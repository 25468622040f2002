#[cfg(feature = "json")]
use serde::{Deserialize, Serialize};

use crate::{
    parser::ParseContext,
    tree::NodeId,
};

/// A user-defined (nonstandard) tag and everything beneath it.
///
/// Tags with a leading underscore carry meaning only to the producing
/// system, so their subtree is preserved verbatim instead of being
/// interpreted: the tag, the line value and all children, standard-looking
/// or not.
#[derive(Clone, Debug, Default, PartialEq)]
#[cfg_attr(feature = "json", derive(Serialize, Deserialize))]
pub struct UserDefinedTag {
    /// The tag, including the leading underscore.
    pub tag: String,
    /// The line value, if any.
    pub value: Option<String>,
    /// Child lines, preserved in source order.
    pub children: Vec<Box<UserDefinedTag>>,
}

impl UserDefinedTag {
    /// Captures the subtree rooted at `node`.
    #[must_use]
    pub fn new(ctx: &ParseContext, node: NodeId) -> UserDefinedTag {
        let line = ctx.node(node);
        UserDefinedTag {
            tag: line.tag.clone(),
            value: line.value.clone(),
            children: ctx
                .children(node)
                .iter()
                .map(|&child| Box::new(UserDefinedTag::new(ctx, child)))
                .collect(),
        }
    }
}

#[cfg(test)]
mod tests {
    use crate::Gedcom;

    #[test]
    fn test_parse_custom_tag_subtree() {
        let sample = "\
            0 HEAD\n\
            1 GEDC\n\
            2 VERS 5.5.1\n\
            0 @I1@ INDI\n\
            1 _MILT \n\
            2 DATE 2 Oct 1954\n\
            2 PLAC Fort Bragg\n\
            0 TRLR";

        let document = Gedcom::new(sample).parse().unwrap();
        let individual = &document.individuals["@I1@"];

        assert_eq!(individual.custom_data.len(), 1);
        let custom = &individual.custom_data[0];
        assert_eq!(custom.tag, "_MILT");
        assert_eq!(custom.children.len(), 2);
        assert_eq!(custom.children[0].tag, "DATE");
        assert_eq!(custom.children[0].value.as_deref(), Some("2 Oct 1954"));
        assert_eq!(custom.children[1].tag, "PLAC");

        // Custom tags never show up as diagnostics.
        assert!(document.errors.is_empty(), "{:?}", document.errors);
    }
}
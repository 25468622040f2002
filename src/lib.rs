/*!
`ged_parse` is a Rust crate for parsing GEDCOM formatted text.

The library works with GEDCOM (GEnealogical Data Communication), a text-based
format widely supported by genealogy software for storing and exchanging
family history data. `ged_parse` transforms this text into a typed document:
collections of individuals, families, sources, repositories, notes,
multimedia and submitters, all keyed and cross-linked by their `@xref@`
identifiers.

The parser is deliberately forgiving. Only unreadable structure (a line
without a level number, a level that skips a generation) aborts the load;
everything else — unknown tags, dangling cross-references, structures from
the wrong GEDCOM version — is recorded on the document as `errors` and
`warnings` while as much data as possible is loaded.

Basic example:

```rust
use ged_parse::Gedcom;

let source = "\
    0 HEAD\n\
    1 GEDC\n\
    2 VERS 5.5.1\n\
    1 CHAR UTF-8\n\
    0 @I1@ INDI\n\
    1 NAME John /Smith/\n\
    0 TRLR";

let document = Gedcom::new(source).parse().unwrap();
assert_eq!(
    document.individuals["@I1@"].names[0].basic.as_deref(),
    Some("John /Smith/")
);
assert!(document.errors.is_empty());
```

Files arrive in several encodings (UTF-8, UTF-16, ASCII, ANSEL and the
ISO-8859 family); [`Gedcom::from_bytes`] detects the encoding from the byte
order mark, the header `CHAR` tag or the content itself:

```rust
use ged_parse::Gedcom;

let bytes = b"0 HEAD\n1 GEDC\n2 VERS 5.5.1\n1 CHAR UTF-8\n0 TRLR\n";
let document = Gedcom::from_bytes(bytes).unwrap().parse().unwrap();
assert!(document.trailer);
```

This crate contains an optional `"json"` feature that implements
serialization and deserialization with [`serde`](https://serde.rs).
*/

#![deny(clippy::pedantic)]
#![warn(missing_docs)]

#[macro_use]
mod util;

pub mod ansel;
pub mod encoding;
/// Error types for the `ged_parse` crate.
pub mod error;
pub mod lexer;
pub mod parser;
pub mod tree;
pub mod types;

pub use error::GedcomError;

use crate::{parser::ParseContext, tree::LineTree, types::GedcomDocument};

/// The main interface for parsing GEDCOM files into a typed document.
pub struct Gedcom {
    content: String,
}

impl Gedcom {
    /// Creates a parser over already-decoded GEDCOM text.
    #[must_use]
    pub fn new(content: &str) -> Gedcom {
        Gedcom {
            content: content.to_string(),
        }
    }

    /// Creates a parser over raw bytes, detecting the character encoding
    /// from the byte order mark, the header CHAR tag or the content.
    ///
    /// # Errors
    ///
    /// Returns a `GedcomError::EncodingError` when the bytes cannot be
    /// decoded.
    pub fn from_bytes(bytes: &[u8]) -> Result<Gedcom, GedcomError> {
        let (content, _) = encoding::decode(bytes)?;
        Ok(Gedcom { content })
    }

    /// Parses the GEDCOM data into a [`GedcomDocument`].
    ///
    /// Semantic problems do not fail the parse; they are collected on the
    /// returned document as `errors` and `warnings`.
    ///
    /// # Errors
    ///
    /// Returns a `GedcomError` when the file is empty or structurally
    /// unreadable (malformed level numbers, tags or cross-reference
    /// identifiers, or level sequencing that skips a generation).
    pub fn parse(&self) -> Result<GedcomDocument, GedcomError> {
        let mut warnings = Vec::new();
        let lines = lexer::lex_lines(&self.content, &mut warnings)?;
        if lines.is_empty() {
            return Err(GedcomError::InvalidFormat(
                "file contains no GEDCOM lines".to_string(),
            ));
        }
        let tree = LineTree::build(lines)?;

        let mut ctx = ParseContext::new(&tree);
        ctx.document.warnings = warnings;
        ctx.parse_document();
        Ok(ctx.finish())
    }
}
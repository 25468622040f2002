pub mod association;
pub mod family_link;
pub mod name;

#[cfg(feature = "json")]
use serde::{Deserialize, Serialize};

use crate::{
    parser::{parse_subset, ParseContext, Parser},
    tree::NodeId,
    types::{
        address::Address,
        custom::UserDefinedTag,
        date::ChangeDate,
        event::{AttributeKind, IndividualAttribute, IndividualEvent, IndividualEventKind},
        individual::{
            association::Association,
            family_link::{FamilyChild, FamilySpouse},
            name::PersonalName,
        },
        lds::{LdsIndividualOrdinance, LdsOrdinanceKind},
        multimedia::MultimediaLink,
        note::NoteLink,
        source::citation::Citation,
        user::UserReference,
        Xref, XrefRecord,
    },
};

/// A person within the family tree (tag: INDI at level 0).
///
/// Family membership is carried as links: `families_where_spouse` and
/// `families_where_child` hold handles into the document's family
/// collection, which in turn points back at individuals, so both directions
/// of the relationship resolve through the maps.
#[derive(Clone, Debug, Default, PartialEq)]
#[cfg_attr(feature = "json", derive(Serialize, Deserialize))]
pub struct Individual {
    pub xref: Xref,
    /// Names in source order; the first is the preferred one.
    pub names: Vec<PersonalName>,
    /// Sex value, kept literal (tag: SEX).
    pub sex: Option<String>,
    pub address: Option<Address>,
    pub phone_numbers: Vec<String>,
    pub emails: Vec<String>,
    pub fax_numbers: Vec<String>,
    pub web_urls: Vec<String>,
    pub events: Vec<IndividualEvent>,
    pub attributes: Vec<IndividualAttribute>,
    pub lds_ordinances: Vec<LdsIndividualOrdinance>,
    pub notes: Vec<NoteLink>,
    pub change_date: Option<ChangeDate>,
    /// handles the RIN tag
    pub automated_record_id: Option<String>,
    /// Permanent record file number (tag: RFN).
    pub permanent_record_file_number: Option<String>,
    /// Ancestral File number (tag: AFN).
    pub ancestral_file_number: Option<String>,
    pub multimedia: Vec<MultimediaLink>,
    /// Access restriction flag (tag: RESN).
    pub restriction_notice: Option<String>,
    pub citations: Vec<Citation>,
    /// Other individuals this record duplicates (tag: ALIA), as handles.
    pub aliases: Vec<Xref>,
    pub families_where_spouse: Vec<FamilySpouse>,
    pub families_where_child: Vec<FamilyChild>,
    pub associations: Vec<Association>,
    /// Submitters interested in the ancestors of this person (tag: ANCI).
    pub ancestor_interest: Vec<Xref>,
    /// Submitters interested in the descendants of this person (tag: DESI).
    pub descendant_interest: Vec<Xref>,
    pub user_references: Vec<UserReference>,
    /// Submitters contributing this record (tag: SUBM), as handles.
    pub submitters: Vec<Xref>,
    pub custom_data: Vec<Box<UserDefinedTag>>,
}

impl XrefRecord for Individual {
    fn with_xref(xref: &str) -> Self {
        Individual {
            xref: xref.to_string(),
            ..Default::default()
        }
    }
}

impl Individual {
    /// Creates a new `Individual` from an INDI record node.
    #[must_use]
    pub fn new(ctx: &mut ParseContext, node: NodeId, xref: Xref) -> Individual {
        let mut individual = Individual::with_xref(&xref);
        individual.parse(ctx, node);
        individual
    }
}

impl Parser for Individual {
    fn parse(&mut self, ctx: &mut ParseContext, node: NodeId) {
        let handle_subset = |tag: &str, child: NodeId, ctx: &mut ParseContext| -> bool {
            match tag {
                "NAME" => self.names.push(PersonalName::new(ctx, child)),
                "SEX" => self.sex = Some(ctx.take_line_value(child, &mut self.custom_data)),
                "ADDR" => self.address = Some(Address::new(ctx, child)),
                "PHON" => {
                    let value = ctx.take_line_value(child, &mut self.custom_data);
                    self.phone_numbers.push(value);
                }
                "EMAIL" => {
                    ctx.warn_new_feature(ctx.node(child).line, "individual email address");
                    let value = ctx.take_line_value(child, &mut self.custom_data);
                    self.emails.push(value);
                }
                "FAX" => {
                    ctx.warn_new_feature(ctx.node(child).line, "individual fax number");
                    let value = ctx.take_line_value(child, &mut self.custom_data);
                    self.fax_numbers.push(value);
                }
                "WWW" => {
                    ctx.warn_new_feature(ctx.node(child).line, "individual web address");
                    let value = ctx.take_line_value(child, &mut self.custom_data);
                    self.web_urls.push(value);
                }
                "FAMS" => self.families_where_spouse.push(FamilySpouse::new(ctx, child)),
                "FAMC" => self.families_where_child.push(FamilyChild::new(ctx, child)),
                "ASSO" => self.associations.push(Association::new(ctx, child)),
                "ALIA" => {
                    if let Some(xref) = ctx.pointer_value(child) {
                        let handle = ctx.individual_ref(xref);
                        self.aliases.push(handle);
                    }
                }
                "ANCI" => {
                    if let Some(xref) = ctx.pointer_value(child) {
                        let handle = ctx.submitter_ref(xref);
                        self.ancestor_interest.push(handle);
                    }
                }
                "DESI" => {
                    if let Some(xref) = ctx.pointer_value(child) {
                        let handle = ctx.submitter_ref(xref);
                        self.descendant_interest.push(handle);
                    }
                }
                "SUBM" => {
                    if let Some(xref) = ctx.pointer_value(child) {
                        let handle = ctx.submitter_ref(xref);
                        self.submitters.push(handle);
                    }
                }
                "RESN" => {
                    self.restriction_notice =
                        Some(ctx.take_line_value(child, &mut self.custom_data));
                }
                "SOUR" => self.citations.push(Citation::new(ctx, child)),
                "OBJE" => {
                    if let Some(link) = MultimediaLink::new(ctx, child) {
                        self.multimedia.push(link);
                    }
                }
                "NOTE" => self.notes.push(NoteLink::new(ctx, child)),
                "REFN" => self.user_references.push(UserReference::new(ctx, child)),
                "RIN" => {
                    self.automated_record_id =
                        Some(ctx.take_line_value(child, &mut self.custom_data));
                }
                "RFN" => {
                    self.permanent_record_file_number =
                        Some(ctx.take_line_value(child, &mut self.custom_data));
                }
                "AFN" => {
                    self.ancestral_file_number =
                        Some(ctx.take_line_value(child, &mut self.custom_data));
                }
                "CHAN" => self.change_date = Some(ChangeDate::new(ctx, child)),
                _ => {
                    if let Some(kind) = IndividualEventKind::from_tag(tag) {
                        self.events.push(IndividualEvent::new(ctx, child, kind));
                    } else if let Some(kind) = LdsOrdinanceKind::from_tag(tag) {
                        self.lds_ordinances
                            .push(LdsIndividualOrdinance::new(ctx, child, kind));
                    } else if let Some(kind) = AttributeKind::from_tag(tag) {
                        if kind == AttributeKind::Fact {
                            ctx.warn_new_feature(ctx.node(child).line, "FACT attribute");
                        }
                        self.attributes
                            .push(IndividualAttribute::new(ctx, child, kind));
                    } else {
                        return false;
                    }
                }
            }
            true
        };
        let custom = parse_subset(ctx, node, handle_subset);
        self.custom_data.extend(custom);
    }
}

#[cfg(test)]
mod tests {
    use crate::Gedcom;

    #[test]
    fn test_parse_basic_individual() {
        let sample = "\
            0 HEAD\n\
            1 GEDC\n\
            2 VERS 5.5.1\n\
            0 @I1@ INDI\n\
            1 NAME John /Smith/\n\
            1 SEX M\n\
            1 BIRT\n\
            2 DATE 3 JUN 1850\n\
            1 DEAT Y\n\
            1 OCCU Blacksmith\n\
            1 RIN 12\n\
            1 AFN 110S-6SB\n\
            0 TRLR";

        let document = Gedcom::new(sample).parse().unwrap();
        let individual = &document.individuals["@I1@"];

        assert_eq!(individual.names[0].basic.as_deref(), Some("John /Smith/"));
        assert_eq!(individual.sex.as_deref(), Some("M"));
        assert_eq!(individual.events.len(), 2);
        assert_eq!(individual.events[1].value.as_deref(), Some("Y"));
        assert_eq!(individual.attributes.len(), 1);
        assert_eq!(individual.automated_record_id.as_deref(), Some("12"));
        assert_eq!(individual.ancestral_file_number.as_deref(), Some("110S-6SB"));
        assert!(document.errors.is_empty(), "{:?}", document.errors);
    }

    #[test]
    fn test_email_warns_in_55_file() {
        let sample = "\
            0 HEAD\n\
            1 GEDC\n\
            2 VERS 5.5\n\
            0 @I1@ INDI\n\
            1 EMAIL x@y\n\
            0 TRLR";

        let document = Gedcom::new(sample).parse().unwrap();
        let individual = &document.individuals["@I1@"];

        assert_eq!(individual.emails, vec!["x@y"]);
        assert_eq!(document.warnings.len(), 1);
        assert!(document.warnings[0].contains("line 5"));
        assert!(document.warnings[0].contains("5.5.1 feature"));
    }

    #[test]
    fn test_fact_attribute_warns_in_55_file() {
        let sample = "\
            0 HEAD\n\
            1 GEDC\n\
            2 VERS 5.5\n\
            0 @I1@ INDI\n\
            1 FACT Left-handed\n\
            2 TYPE Handedness\n\
            0 TRLR";

        let document = Gedcom::new(sample).parse().unwrap();
        let attribute = &document.individuals["@I1@"].attributes[0];

        assert_eq!(attribute.value.as_deref(), Some("Left-handed"));
        assert_eq!(attribute.detail.event_type.as_deref(), Some("Handedness"));
        assert!(document.warnings.iter().any(|w| w.contains("FACT attribute")));
    }

    #[test]
    fn test_unknown_tag_reports_enclosing_chain() {
        let sample = "\
            0 HEAD\n\
            1 GEDC\n\
            2 VERS 5.5.1\n\
            0 @I1@ INDI\n\
            1 BIRT\n\
            2 WXYZ nonsense\n\
            0 TRLR";

        let document = Gedcom::new(sample).parse().unwrap();
        assert_eq!(document.errors.len(), 1);
        assert!(document.errors[0].contains("line 6"));
        assert!(document.errors[0].contains("WXYZ"));
        assert!(document.errors[0].contains("INDI (line 4) > BIRT (line 5)"));
    }
}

> **ASSIGNMENT**
Everything from the line containing "self.fax_numbers.push(value);" through the line containing "self.descendant_interest.push(handle);" in the material above should be retyped exactly, both ends included, and nothing more.

> **ANSWER AREA**
                    self.fax_numbers.push(value);
                }
                "WWW" => {
                    ctx.warn_new_feature(ctx.node(child).line, "individual web address");
                    let value = ctx.take_line_value(child, &mut self.custom_data);
                    self.web_urls.push(value);
                }
                "FAMS" => self.families_where_spouse.push(FamilySpouse::new(ctx, child)),
                "FAMC" => self.families_where_child.push(FamilyChild::new(ctx, child)),
                "ASSO" => self.associations.push(Association::new(ctx, child)),
                "ALIA" => {
                    if let Some(xref) = ctx.pointer_value(child) {
                        let handle = ctx.individual_ref(xref);
                        self.aliases.push(handle);
                    }
                }
                "ANCI" => {
                    if let Some(xref) = ctx.pointer_value(child) {
                        let handle = ctx.submitter_ref(xref);
                        self.ancestor_interest.push(handle);
                    }
                }
                "DESI" => {
                    if let Some(xref) = ctx.pointer_value(child) {
                        let handle = ctx.submitter_ref(xref);
                        self.descendant_interest.push(handle);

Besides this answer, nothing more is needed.